C’est l’un des tubercules les plus consommés de Polynésie française et pourtant, on
le sous-emploie, lui privilégiant trop souvent des féculents, des céréales ou d’autres tubercules comme la pomme de terre.
Ne serait-ce pas parce qu’on oublie que le taro se cuisine de cent façons ?

Quand les premiers explorateurs européens arrivèrent à Tahiti, ils relevèrent que les élevages domestiques ou semi-domestiques étaient prospères, le lagon abondant et qu’il suffisait de tendre le bras ou de se baisser pour ramasser un fruit quel qu’il soit. Autrement dit, ils passèrent à côté de la réalité. Wallis arriva en juillet 1767, en pleine période de disette, tau o’e, durant les Matari’i i raro. Etait-ce une année clémente ? Ou les Tahitiens se privèrent-ils pour accueillir ces hommes d’ailleurs dont les bateaux crachaient le feu ? On l’ignore. Bougainville puis Cook arrivèrent en avril, respectivement en 1768 et 1769, soit en fin de tau’auhune, la période d’abondance (lors des Matari’i i ni’a).

Légumes tombés du ciel
Tous deux remarquèrent, chacun de son côté de l’île, l’extrême générosité de la nature tahitienne. Aucun ne parla des cultures. Il est vrai qu’après des mois de navigation éprouvante, ces circum-navigateurs voulaient soigner leurs malades avec des fruits, de l’eau, de la viande et des poissons frais. Ils ne cherchaient pas à s’établir, ni à comprendre les cycles de production. De ce fait, les botanistes de ces expéditions relevèrent les caractéristiques des plantes et des arbres, pas les modes de culture. Enfin, il faut ajouter que les terres agricoles tahitiennes, si l’on excepte Opunohu à Moorea et Papara, étaient peu visibles des étrangers. Beaucoup de zones cultivées existaient en fond de vallée ou sur des terrasses aménagées en montagne*. Alors le mythe se répandit en Europe d’une île où tout poussait naturellement, et les systèmes de production agricole polynésiens furent passés sous silence.
Il a fallu attendre les travaux ethnobotaniques de Hawaii ou Aotearoa (Nouvelle-Zélande) pour qu’ils soient enfin mis en valeur.
La diversité des modes culturaux tenaient à plusieurs facteurs : “ climat, sol, volume et périodes de pluie, orientation des vents, topographie, hydrologie ”, (Serra-Mallol). Les Raromatai, Tahitiens, Pa’umotu, Marquisiens et autres peuples de l’ensemble polynésien s’adaptèrent donc à leurs milieux.

Cultures humides
Ils faisaient coexister deux grands types de culture (décrits par Jacques Barrau) : les cultures sèches (ufi, ’umara) et les cultures humides (taro et ses dérivés comme le ’ape). Ces dernières nécessitaient une préparation des sols et un contrôle de l’eau qui révèlent un vrai savoir-faire. Les cultures sèches, elles, avaient plus besoin d’un suivi quotidien.
Ainsi les anciens Polynésiens réalisaient-ils des buttes de terre dans des endroits marécageux, comme Temae, des cultures de terre bordées de pierre, sur les rives des cours d’eau notamment, où ils contrôlaient l’eau par d’ingénieux systèmes d’irrigation en bambou ; enfin, des fosses étaient creusées dans des endroits peu fertiles, surtout sur les motu et atolls coralliens, où un humus était peu à peu travaillé, arrosé par la couche d’eau douce que l’on trouve partout dans les atolls, à un mètre de profondeur environ.

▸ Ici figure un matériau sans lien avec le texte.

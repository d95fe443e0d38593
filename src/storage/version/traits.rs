//! Version storage trait definition.

use crate::Result;
use crate::models::{
    Component, NewTemplate, Parameter, Template, TemplateId, Version, VersionId,
};

/// How a write affects the template's active-version pointer.
#[derive(Debug, Clone, Copy, PartialEq, Eq)]
pub enum ActivationPolicy {
    /// Activate only if the template has no active version yet.
    ///
    /// Used for regular version creation: the first version becomes active,
    /// later ones leave the pointer alone.
    IfNone,
    /// Activate unconditionally, provided the pointer still holds `expected`.
    ///
    /// The swap fails with [`crate::Error::Conflict`] when another writer moved
    /// the pointer after the caller read it.
    Replace {
        /// The active version number the caller observed.
        expected: Option<u32>,
    },
}

/// A version about to be persisted.
///
/// The version number is not part of the request: it is allocated by the
/// backend inside the write transaction.
#[derive(Debug, Clone, PartialEq, Eq)]
pub struct NewVersion {
    /// Pre-generated identifier.
    pub id: VersionId,
    /// Owning template.
    pub template_id: TemplateId,
    /// Full raw content.
    pub content: String,
    /// SHA-256 of `content` (hex).
    pub content_hash: String,
    /// Author.
    pub created_by: String,
    /// Creation timestamp (Unix epoch seconds).
    pub created_at: u64,
    /// Optional note.
    pub comment: Option<String>,
    /// Version copied by a hard rollback.
    pub source_version: Option<u32>,
    /// Components parsed from `content`.
    pub components: Vec<Component>,
    /// Normalized parameters.
    pub parameters: Vec<Parameter>,
}

/// Trait for version storage backends.
///
/// Implementations must make [`VersionStorage::insert_version`] and
/// [`VersionStorage::activate`] atomic: version numbers are allocated without
/// gaps or repeats, and readers never observe zero or two active versions for
/// a template that has versions.
pub trait VersionStorage: Send + Sync {
    /// Creates a template.
    ///
    /// # Errors
    ///
    /// Returns [`crate::Error::Conflict`] if the template already exists.
    fn create_template(&self, template: &NewTemplate) -> Result<Template>;

    /// Gets a template by identifier.
    ///
    /// # Errors
    ///
    /// Returns an error if the storage cannot be accessed.
    fn get_template(&self, id: &TemplateId) -> Result<Option<Template>>;

    /// Lists all templates ordered by identifier.
    ///
    /// # Errors
    ///
    /// Returns an error if the storage cannot be accessed.
    fn list_templates(&self) -> Result<Vec<Template>>;

    /// Deletes a template with its versions, components, parameters and changes.
    ///
    /// # Returns
    ///
    /// True if the template existed.
    ///
    /// # Errors
    ///
    /// Returns an error if the storage cannot be accessed.
    fn delete_template(&self, id: &TemplateId) -> Result<bool>;

    /// Persists a version with its components and parameters.
    ///
    /// Allocates the next version number (`max + 1`, or 1 for an empty
    /// template) and applies `activation` in the same transaction.
    ///
    /// # Errors
    ///
    /// Returns [`crate::Error::NotFound`] if the template does not exist, or
    /// [`crate::Error::Conflict`] if the activation swap lost a race.
    fn insert_version(&self, version: &NewVersion, activation: ActivationPolicy)
    -> Result<Version>;

    /// Gets a version by template and number.
    ///
    /// # Errors
    ///
    /// Returns an error if the storage cannot be accessed.
    fn get_version(&self, template_id: &TemplateId, version_number: u32)
    -> Result<Option<Version>>;

    /// Gets a version by identifier.
    ///
    /// # Errors
    ///
    /// Returns an error if the storage cannot be accessed.
    fn get_version_by_id(&self, id: &VersionId) -> Result<Option<Version>>;

    /// Lists all versions of a template in ascending number order.
    ///
    /// # Errors
    ///
    /// Returns an error if the storage cannot be accessed.
    fn list_versions(&self, template_id: &TemplateId) -> Result<Vec<Version>>;

    /// Returns the highest version number of a template, if any.
    ///
    /// # Errors
    ///
    /// Returns an error if the storage cannot be accessed.
    fn latest_version_number(&self, template_id: &TemplateId) -> Result<Option<u32>>;

    /// Points the template's active version at `version_number`.
    ///
    /// The swap only happens if the pointer still equals `expected`.
    ///
    /// # Errors
    ///
    /// Returns [`crate::Error::NotFound`] if the template or version does not
    /// exist, or [`crate::Error::Conflict`] if the pointer moved.
    fn activate(
        &self,
        template_id: &TemplateId,
        version_number: u32,
        expected: Option<u32>,
    ) -> Result<Version>;

    /// Returns the components of a version in ordinal order.
    ///
    /// # Errors
    ///
    /// Returns an error if the storage cannot be accessed.
    fn get_components(&self, version_id: &VersionId) -> Result<Vec<Component>>;

    /// Returns the parameters of a version ordered by key.
    ///
    /// # Errors
    ///
    /// Returns an error if the storage cannot be accessed.
    fn get_parameters(&self, version_id: &VersionId) -> Result<Vec<Parameter>>;
}
//! Logging configuration.

use std::fmt;
use std::path::PathBuf;
use std::str::FromStr;

use tracing_subscriber::EnvFilter;

use crate::config::LoggingSettings;
use crate::{Error, Result};

/// Filter used when nothing is configured.
pub const DEFAULT_LEVEL: &str = "warn";

/// Filter used with `--verbose`.
pub const VERBOSE_LEVEL: &str = "promptvc=debug,info";

/// Log output format.
#[derive(Debug, Clone, Copy, PartialEq, Eq, Default)]
pub enum LogFormat {
    /// Human-readable multi-line output.
    #[default]
    Pretty,
    /// One JSON object per event.
    Json,
}

impl FromStr for LogFormat {
    type Err = Error;

    fn from_str(s: &str) -> Result<Self> {
        match s.trim().to_lowercase().as_str() {
            "pretty" | "text" => Ok(Self::Pretty),
            "json" => Ok(Self::Json),
            other => Err(Error::InvalidInput(format!(
                "unknown log format '{other}', expected 'pretty' or 'json'"
            ))),
        }
    }
}

impl fmt::Display for LogFormat {
    fn fmt(&self, f: &mut fmt::Formatter<'_>) -> fmt::Result {
        match self {
            Self::Pretty => f.write_str("pretty"),
            Self::Json => f.write_str("json"),
        }
    }
}

/// Resolved logging configuration.
#[derive(Debug, Clone, PartialEq, Eq)]
pub struct LoggingConfig {
    /// Output format.
    pub format: LogFormat,
    /// `EnvFilter` directive.
    pub level: String,
    /// Append to this file instead of stderr.
    pub file: Option<PathBuf>,
}

impl Default for LoggingConfig {
    fn default() -> Self {
        Self {
            format: LogFormat::default(),
            level: DEFAULT_LEVEL.to_string(),
            file: None,
        }
    }
}

impl LoggingConfig {
    /// Resolves settings. `verbose` wins over a configured level.
    ///
    /// An unknown format falls back to pretty.
    #[must_use]
    pub fn from_settings(settings: &LoggingSettings, verbose: bool) -> Self {
        let format = settings
            .format
            .as_deref()
            .and_then(|f| f.parse().ok())
            .unwrap_or_default();
        let level = if verbose {
            VERBOSE_LEVEL.to_string()
        } else {
            settings
                .level
                .clone()
                .unwrap_or_else(|| DEFAULT_LEVEL.to_string())
        };
        Self {
            format,
            level,
            file: settings.file.clone(),
        }
    }

    /// Builds the subscriber filter.
    ///
    /// # Errors
    ///
    /// Returns [`Error::InvalidInput`] if the level is not a valid directive.
    pub fn filter(&self) -> Result<EnvFilter> {
        EnvFilter::try_new(&self.level)
            .map_err(|e| Error::InvalidInput(format!("invalid log level '{}': {e}", self.level)))
    }
}
//! Version storage.
//!
//! Templates, their immutable versions and the per-version components and
//! parameters. The active-version pointer lives on the template row.

mod sqlite;
mod traits;

pub use sqlite::SqliteVersionStorage;
pub use traits::{ActivationPolicy, NewVersion, VersionStorage};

taro Petite tarodière Papetoai

Le premier tubercule
Dans ces aménagements, le taro (colocasia antiquorum ou Colocasia esculenta) était sans doute la plante la plus communément cultivée. Il s’agit d’ailleurs d’une des plus anciennes plantes cultivées au monde. La majorité des insulaires du Pacifique et d’Asie du Sud-Est en fit son aliment de base avant l’apparition du riz. André Haudricourt1 émet l’idée que le riz était à l’origine une herbe sauvage poussant dans les tarodières, herbe qui fut peu à peu sélectionnée par les premiers culvivateurs. Sa culture, plus aisée que celle du taro, tout en utilisant les mêmes techniques maîtrisées de contrôle de l’eau, fit son succès au détriment de ce tubercule vieux comme le monde.
Si les anciens Tahitiens le consommaient régulièrement, notamment dans le four ahi mā’a, cuit à l’étouffée, en pâte écrasée en galette (tīromi), ou mélangé avec du lait de coco (tie’e), il était moins apprécié que le ’uru, contrairement à Hawaii ou Tubuai.

Tant de variétés
Le taro se reproduit par des rejets appelés mo’o ou mu’o’o, ou pōhiri lorsqu’ils prospèrent spontanément en petits tubercules autour de la tige mère. Si, dans ce numéro, nous allons cuisiner la racine elle-même, vous connaissez déjà le fāfā, nom donné aux tiges des jeunes feuilles, (cf. Tama’a ! #03) et le pota, autre nom des jeunes feuilles du taro (cf. Tama’a ! #01).
Teuira Henry en recense 29 variétés cultivées et 7 variétés sauvages. Le taro aux racines profondes et solides est anivea ; celui à chair jaune est onoa ; le taro à chair rouge est i’ihi, le rose est u’u’te. Il y a aussi les variétés a’atea, huararo, pehu, vava, ’ōveo, variété très estimée de taro, caractérisée par sa couleur cuivrée, ’āpura, petit taro de montagne au rhizome recourbé, qui devient gluant et violacé à la cuisson, piquant à la dégustation, mais dont les jeunes feuilles constituent l’espèce de fāfā la plus fameuse ; ’ōteu, poti, de couleur rouge ou noire, pehu, tafatu, uura tamahere, dont les rejets poussent en s’écartant de la racine principale (et dont on surnomme parfois les orphelins…), vai’ata, vaipūrau, le taro blanc, ou encore vava…
On d’ailleurs peut relever la sensibilité gustative des Tahitiens qui savent différencier au goût
plusieurs variétés de ’uru comme de taro.

Attention toxique
Tout comme le ’uru, le taro a fait l’objet de la part des anciens Polynésiens de sélections et de croisements de façon à obtenir des saveurs ou des textures différentes. Mais contrairement au ’uru, les différents taro doivent obligatoirement être préparés et cuits d’une façon appropriée de manière à éliminer les effets de l’oxalate de calcium, qui provoque des troubles des voies digestives. Il en est de même pour les autres plantes comestibles voisines du taro2, comme le ’ape (alocasia macrorhiza), ses 4 variétés cultivées ou la plus connue des variétés sauvages, le puhi. D’ailleurs, la cuisson prolongée après préparation était nécessaire pour la majorité des végétaux qui ne pouvaient être mangés crus.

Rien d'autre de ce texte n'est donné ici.